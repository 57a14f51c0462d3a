//! Fit selection and the tolerance model.
//!
//! Responsibilities:
//!
//! - pick the minimum-loss candidate for each training curve
//! - bundle the winner with its training curve and loss (`FittedCurve`)
//! - derive the acceptance half-width (tolerance) from the fit

pub mod selection;
pub mod tolerance;

pub use selection::*;
pub use tolerance::*;
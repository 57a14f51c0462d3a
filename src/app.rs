//! Top-level application orchestration.
//!
//! `src/main.rs` is intentionally tiny; this module is the "real main" that:
//! - parses CLI arguments
//! - runs ingest + selection + classification
//! - prints reports/plots
//! - writes optional exports

use clap::Parser;

use crate::cli::{Command, PlotArgs, RunArgs, SampleArgs};
use crate::domain::{Point, RunConfig};
use crate::error::AppError;

pub mod pipeline;

/// Entry point for the `fitc` binary.
pub fn run() -> Result<(), AppError> {
    // We want `fitc --train ... --candidates ...` to behave like
    // `fitc run ...`. Clap requires a subcommand name, so we do a small,
    // explicit rewrite of the argv list before parsing.
    let argv = rewrite_args(std::env::args().collect());
    let cli = crate::cli::Cli::parse_from(argv);

    match cli.command {
        Command::Run(args) => handle_run(args, OutputMode::Full),
        Command::Fit(args) => handle_run(args, OutputMode::FitOnly),
        Command::Sample(args) => handle_sample(args),
        Command::Plot(args) => handle_plot(args),
    }
}

#[derive(Debug, Clone, Copy, PartialEq, Eq)]
enum OutputMode {
    Full,
    FitOnly,
}

fn handle_run(args: RunArgs, mode: OutputMode) -> Result<(), AppError> {
    let mut config = run_config_from_args(&args);
    if mode == OutputMode::FitOnly {
        config.test_path = None;
    }

    let run = pipeline::run_pipeline(&config)?;

    println!(
        "{}",
        crate::report::format_run_summary(&run.training, &run.candidates, &run.fits, &config)
    );

    if !run.results.is_empty() {
        println!(
            "{}",
            crate::report::format_classifications(&run.results, &run.fits)
        );
    }

    if config.plot {
        for (index, fit) in run.fits.iter().enumerate() {
            let overlay = overlay_for(index, &run.results);
            let plot =
                crate::plot::render_fit_plot(fit, &overlay, config.plot_width, config.plot_height);
            println!("{plot}");
        }
    }

    if let Some(path) = &config.export_mapping {
        crate::io::export::write_mapping_csv(path, &run.results, &run.fits)?;
        println!("Wrote mapping CSV to {}", path.display());
    }
    if let Some(path) = &config.export_fits {
        crate::io::curve::write_fits_json(path, &run.fits, config.loss)?;
        println!("Wrote fits JSON to {}", path.display());
    }

    Ok(())
}

/// Points to overlay on one fit's plot: its own matches as `*`, plus every
/// point that matched no curve at all as `x`.
fn overlay_for(
    fit_index: usize,
    results: &[crate::domain::ClassifiedPoint],
) -> Vec<(Point, bool)> {
    results
        .iter()
        .filter_map(|r| match r.matched {
            Some(m) if m.index == fit_index => Some((r.point, true)),
            Some(_) => None,
            None => Some((r.point, false)),
        })
        .collect()
}

fn handle_sample(args: SampleArgs) -> Result<(), AppError> {
    let config = crate::data::SampleConfig {
        out_dir: args.out.clone(),
        candidate_count: args.candidates,
        training_count: args.training,
        test_count: args.test,
        x_start: args.x_start,
        x_end: args.x_end,
        x_step: args.x_step,
        noise_sigma: args.noise,
        outlier_prob: args.outlier_prob,
        outlier_k: args.outlier_k,
        seed: args.seed,
    };

    let data = crate::data::generate_sample(&config)?;
    crate::data::write_sample(&data, &config.out_dir)?;

    println!(
        "Wrote {}/ideal.csv ({} curves), {}/train.csv ({} curves), {}/test.csv ({} points)",
        config.out_dir.display(),
        data.candidates.len(),
        config.out_dir.display(),
        data.training.len(),
        config.out_dir.display(),
        data.test_points.len(),
    );

    Ok(())
}

fn handle_plot(args: PlotArgs) -> Result<(), AppError> {
    let file = crate::io::curve::read_fits_json(&args.fits)?;
    for record in &file.fits {
        let plot = crate::plot::render_fit_record_plot(record, args.width, args.height);
        println!("{plot}");
    }
    Ok(())
}

pub fn run_config_from_args(args: &RunArgs) -> RunConfig {
    RunConfig {
        train_path: args.train.clone(),
        candidates_path: args.candidates.clone(),
        test_path: args.test.clone(),
        loss: args.loss,
        tolerance_factor: args.tolerance_factor,
        plot: args.plot && !args.no_plot,
        plot_width: args.width,
        plot_height: args.height,
        export_mapping: args.export_mapping.clone(),
        export_fits: args.export_fits.clone(),
    }
}

/// Rewrite argv so `fitc` defaults to `fitc run`.
///
/// Rules:
/// - `fitc --train a.csv ...`     -> `fitc run --train a.csv ...`
/// - `fitc --help/--version/-h`   -> unchanged (show top-level help/version)
/// - explicit subcommands         -> unchanged
fn rewrite_args(mut argv: Vec<String>) -> Vec<String> {
    let Some(arg1) = argv.get(1).cloned() else {
        argv.push("run".to_string());
        return argv;
    };

    let is_top_level_help_or_version =
        matches!(arg1.as_str(), "-h" | "--help" | "-V" | "--version" | "help");
    if is_top_level_help_or_version {
        return argv;
    }

    let is_subcommand = matches!(arg1.as_str(), "run" | "fit" | "sample" | "plot");
    if is_subcommand {
        return argv;
    }

    // If the first token is a flag, treat it as "run flags".
    if arg1.starts_with('-') {
        argv.insert(1, "run".to_string());
        return argv;
    }

    argv
}

#[cfg(test)]
mod tests {
    use super::*;
    use crate::domain::{ClassifiedPoint, CurveMatch};

    fn argv(parts: &[&str]) -> Vec<String> {
        parts.iter().map(|s| s.to_string()).collect()
    }

    #[test]
    fn bare_flags_get_the_run_subcommand() {
        let out = rewrite_args(argv(&["fitc", "--train", "a.csv"]));
        assert_eq!(out[1], "run");
        assert_eq!(out[2], "--train");
    }

    #[test]
    fn explicit_subcommands_are_untouched() {
        let out = rewrite_args(argv(&["fitc", "sample", "--seed", "7"]));
        assert_eq!(out[1], "sample");
    }

    #[test]
    fn help_is_untouched() {
        let out = rewrite_args(argv(&["fitc", "--help"]));
        assert_eq!(out[1], "--help");
    }

    #[test]
    fn overlay_separates_own_matches_from_global_misses() {
        let results = vec![
            ClassifiedPoint {
                point: Point { x: 1.0, y: 1.0 },
                matched: Some(CurveMatch {
                    index: 0,
                    distance: 0.1,
                }),
            },
            ClassifiedPoint {
                point: Point { x: 2.0, y: 2.0 },
                matched: Some(CurveMatch {
                    index: 1,
                    distance: 0.1,
                }),
            },
            ClassifiedPoint {
                point: Point { x: 3.0, y: 3.0 },
                matched: None,
            },
        ];

        let overlay = overlay_for(0, &results);
        assert_eq!(overlay.len(), 2);
        assert!(overlay[0].1);
        assert!(!overlay[1].1);
    }
}
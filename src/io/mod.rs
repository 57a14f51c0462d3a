//! Input/output collaborators: CSV ingest, result exports, fitted-set JSON.
//!
//! Nothing in here computes; the core stays free of I/O.

pub mod curve;
pub mod export;
pub mod ingest;
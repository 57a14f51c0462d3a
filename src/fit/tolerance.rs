//! The tolerance model: a fitted curve and its acceptance half-width.

use crate::domain::CurveModel;
use crate::error::AppError;

/// The selected candidate for one training curve, bundled with the training
/// curve it was fit against and the loss value at selection time.
///
/// `FittedCurve` holds its own sample set (the winner's) by composition and
/// refers to a training curve it conceptually does not own; there is no
/// "is-a curve" relationship here.
#[derive(Debug, Clone)]
pub struct FittedCurve {
    curve: CurveModel,
    training: CurveModel,
    fit_error: f64,
    tolerance_factor: f64,
}

impl FittedCurve {
    /// Created by the fit selector, one per training curve.
    pub fn new(curve: CurveModel, training: CurveModel, fit_error: f64) -> Self {
        Self {
            curve,
            training,
            fit_error,
            tolerance_factor: 1.0,
        }
    }

    /// The winning candidate's name (doubles as the classification label).
    pub fn name(&self) -> &str {
        self.curve.name()
    }

    pub fn curve(&self) -> &CurveModel {
        &self.curve
    }

    pub fn training(&self) -> &CurveModel {
        &self.training
    }

    pub fn fit_error(&self) -> f64 {
        self.fit_error
    }

    pub fn tolerance_factor(&self) -> f64 {
        self.tolerance_factor
    }

    /// The only mutation a fitted curve permits. The tolerance itself is
    /// always derived, so no cache needs invalidating here.
    pub fn set_tolerance_factor(&mut self, factor: f64) {
        self.tolerance_factor = factor;
    }

    /// Max over shared x of |y_fitted − y_training|.
    pub fn biggest_deviation(&self) -> f64 {
        self.curve
            .diff_y(&self.training)
            .into_iter()
            .map(f64::abs)
            .fold(0.0, f64::max)
    }

    /// `tolerance_factor * biggest_deviation`, recomputed on every read.
    pub fn tolerance(&self) -> f64 {
        self.tolerance_factor * self.biggest_deviation()
    }

    /// Exact-match lookup on the fitted samples.
    pub fn value_at(&self, x: f64) -> Result<f64, AppError> {
        self.curve.lookup_y(x)
    }
}

#[cfg(test)]
mod tests {
    use super::*;

    fn curve(name: &str, ys: &[f64]) -> CurveModel {
        let xs: Vec<f64> = (1..=ys.len()).map(|i| i as f64).collect();
        CurveModel::from_tabular(name, &xs, ys)
    }

    #[test]
    fn deviation_zero_for_identical_samples() {
        let fit = FittedCurve::new(
            curve("a", &[2.0, 4.0, 6.0]),
            curve("t", &[2.0, 4.0, 6.0]),
            0.0,
        );
        assert_eq!(fit.biggest_deviation(), 0.0);
        assert_eq!(fit.tolerance(), 0.0);
    }

    #[test]
    fn deviation_is_max_absolute_difference() {
        let fit = FittedCurve::new(
            curve("a", &[2.0, 4.0, 6.0]),
            curve("t", &[2.5, 1.0, 6.2]),
            0.0,
        );
        assert!((fit.biggest_deviation() - 3.0).abs() < 1e-12);
    }

    #[test]
    fn tolerance_scales_linearly_with_factor() {
        let mut fit = FittedCurve::new(
            curve("a", &[2.0, 4.0, 6.0]),
            curve("t", &[2.0, 4.0, 7.0]),
            0.0,
        );
        assert!((fit.tolerance() - 1.0).abs() < 1e-12);

        fit.set_tolerance_factor(2.0);
        assert!((fit.tolerance() - 2.0).abs() < 1e-12);

        fit.set_tolerance_factor(std::f64::consts::SQRT_2);
        assert!((fit.tolerance() - std::f64::consts::SQRT_2).abs() < 1e-12);
    }

    #[test]
    fn factor_zero_collapses_the_band() {
        let mut fit = FittedCurve::new(
            curve("a", &[2.0, 4.0]),
            curve("t", &[2.0, 5.0]),
            0.0,
        );
        fit.set_tolerance_factor(0.0);
        assert_eq!(fit.tolerance(), 0.0);
    }
}
//! Synthetic demo data.

pub mod sample;

pub use sample::*;
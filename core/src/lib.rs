/*
    reminiscence-rs | Rust CLI tool to relive last year's seasons on Spotify.
    Copyright (C) 2025  Israel Alberto Roldan Vega

    This program is free software: you can redistribute it and/or modify
    it under the terms of the GNU Affero General Public License as published
    by the Free Software Foundation, either version 3 of the License, or
    (at your option) any later version.

    This program is distributed in the hope that it will be useful,
    but WITHOUT ANY WARRANTY; without even the implied warranty of
    MERCHANTABILITY or FITNESS FOR A PARTICULAR PURPOSE.  See the
    GNU Affero General Public License for more details.

    You should have received a copy of the GNU Affero General Public License
    along with this program.  If not, see <https://www.gnu.org/licenses/>.
*/

pub mod auth;
pub mod catalog;
pub mod config;
pub mod export;
pub mod fetch;
pub mod models;
pub mod mutate;
pub mod pipeline;
pub mod progress;
pub mod range;
pub mod reminiscence;
pub mod season;
pub mod select;
pub mod spotify;

// Re-export key items for convenience
pub use auth::get_spotify_client;
pub use catalog::{Catalog, CatalogError};
pub use config::Settings;
pub use models::{BackupReport, BuildReport, ExportReport, PlaylistRef, TrackMeta, TrackRef};
pub use progress::{Progress, Reporter, Silent};
pub use range::DateRange;
pub use reminiscence::Reminiscence;
pub use season::{in_window, CalendarWindow, MonthDay};
pub use spotify::SpotifyCatalog;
§
Lines with the word "progress": tally them across the material and give only the total.

2